//! Plugin-source dispatch.
//!
//! A host configuration lists `pluginSources`; [`PluginDispatcher`] walks the
//! list in order and registers every callable it finds with the host's
//! [`RegistrationSink`]. One bad source never stops the others.

mod dispatcher;
mod error;
mod resolver;
mod sink;
mod source;

pub use dispatcher::{DispatchReport, PluginDispatcher};
pub use error::PluginError;
pub use resolver::{DefaultPathResolver, PathResolver};
pub use sink::{InlineHandler, RegistrationSink};
pub use source::{Handler, PluginSource, PluginsConfig, SourceKind};
pub(crate) use source::null_as_empty;
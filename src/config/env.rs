//! Environment variable overrides.
//!
//! Environment variables are read once per build and never written.

use super::settings::SettingsLayer;
use super::{ConfigError, ConfigResult};

pub const ENV_PREFIX: &str = "VELOS_LOADER_";

/// Reads `<PREFIX>BLOCKED_NAMES` (comma list), `<PREFIX>IGNORE_CASE` and
/// `<PREFIX>SKIP_HIDDEN` (booleans).
#[derive(Debug, Clone)]
pub struct EnvSource {
    prefix: String,
}

impl EnvSource {
    pub fn new() -> Self {
        Self::prefixed(ENV_PREFIX)
    }

    pub fn prefixed(prefix: impl Into<String>) -> Self {
        Self {
            prefix: prefix.into(),
        }
    }

    /// Get the full environment variable name
    fn env_key(&self, key: &str) -> String {
        format!("{}{}", self.prefix, key.to_uppercase().replace('.', "_"))
    }

    fn get(&self, key: &str) -> ConfigResult<Option<String>> {
        let env_key = self.env_key(key);
        match std::env::var(&env_key) {
            Ok(value) => Ok(Some(value)),
            Err(std::env::VarError::NotPresent) => Ok(None),
            Err(source) => Err(ConfigError::Env {
                key: env_key,
                source,
            }),
        }
    }

    fn get_bool(&self, key: &str) -> ConfigResult<Option<bool>> {
        self.get(key)?
            .map(|raw| parse_bool(&self.env_key(key), &raw))
            .transpose()
    }

    pub fn layer(&self) -> ConfigResult<SettingsLayer> {
        let blocked_names = self.get("blocked.names")?.map(|raw| {
            raw.split(',')
                .map(str::trim)
                .filter(|name| !name.is_empty())
                .map(str::to_owned)
                .collect()
        });

        Ok(SettingsLayer {
            blocked_names,
            ignore_case: self.get_bool("ignore.case")?,
            skip_hidden: self.get_bool("skip.hidden")?,
            ..SettingsLayer::default()
        })
    }
}

impl Default for EnvSource {
    fn default() -> Self {
        Self::new()
    }
}

fn parse_bool(key: &str, raw: &str) -> ConfigResult<bool> {
    match raw.trim().to_ascii_lowercase().as_str() {
        "1" | "true" | "yes" | "on" => Ok(true),
        "0" | "false" | "no" | "off" => Ok(false),
        _ => Err(ConfigError::InvalidValue {
            key: key.to_string(),
            message: format!("expected a boolean, got '{raw}'"),
        }),
    }
}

▶ _Work task_
Retype the records above in full, exactly as they appear.

▶ _Result of this task_
//! Plugin-source dispatch.
//!
//! A host configuration lists `pluginSources`; [`PluginDispatcher`] walks the
//! list in order and registers every callable it finds with the host's
//! [`RegistrationSink`]. One bad source never stops the others.

mod dispatcher;
mod error;
mod resolver;
mod sink;
mod source;

pub use dispatcher::{DispatchReport, PluginDispatcher};
pub use error::PluginError;
pub use resolver::{DefaultPathResolver, PathResolver};
pub use sink::{InlineHandler, RegistrationSink};
pub use source::{Handler, PluginSource, PluginsConfig, SourceKind};
pub(crate) use source::null_as_empty;
filename src/config/env.rs
//! Environment variable overrides.
//!
//! Environment variables are read once per build and never written.

use super::settings::SettingsLayer;
use super::{ConfigError, ConfigResult};

pub const ENV_PREFIX: &str = "VELOS_LOADER_";

/// Reads `<PREFIX>BLOCKED_NAMES` (comma list), `<PREFIX>IGNORE_CASE` and
/// `<PREFIX>SKIP_HIDDEN` (booleans).
#[derive(Debug, Clone)]
pub struct EnvSource {
    prefix: String,
}

impl EnvSource {
    pub fn new() -> Self {
        Self::prefixed(ENV_PREFIX)
    }

    pub fn prefixed(prefix: impl Into<String>) -> Self {
        Self {
            prefix: prefix.into(),
        }
    }

    /// Get the full environment variable name
    fn env_key(&self, key: &str) -> String {
        format!("{}{}", self.prefix, key.to_uppercase().replace('.', "_"))
    }

    fn get(&self, key: &str) -> ConfigResult<Option<String>> {
        let env_key = self.env_key(key);
        match std::env::var(&env_key) {
            Ok(value) => Ok(Some(value)),
            Err(std::env::VarError::NotPresent) => Ok(None),
            Err(source) => Err(ConfigError::Env {
                key: env_key,
                source,
            }),
        }
    }

    fn get_bool(&self, key: &str) -> ConfigResult<Option<bool>> {
        self.get(key)?
            .map(|raw| parse_bool(&self.env_key(key), &raw))
            .transpose()
    }

    pub fn layer(&self) -> ConfigResult<SettingsLayer> {
        let blocked_names = self.get("blocked.names")?.map(|raw| {
            raw.split(',')
                .map(str::trim)
                .filter(|name| !name.is_empty())
                .map(str::to_owned)
                .collect()
        });

        Ok(SettingsLayer {
            blocked_names,
            ignore_case: self.get_bool("ignore.case")?,
            skip_hidden: self.get_bool("skip.hidden")?,
            ..SettingsLayer::default()
        })
    }
}

impl Default for EnvSource {
    fn default() -> Self {
        Self::new()
    }
}

fn parse_bool(key: &str, raw: &str) -> ConfigResult<bool> {
    match raw.trim().to_ascii_lowercase().as_str() {
        "1" | "true" | "yes" | "on" => Ok(true),
        "0" | "false" | "no" | "off" => Ok(false),
        _ => Err(ConfigError::InvalidValue {
            key: key.to_string(),
            message: format!("expected a boolean, got '{raw}'"),
        }),
    }
}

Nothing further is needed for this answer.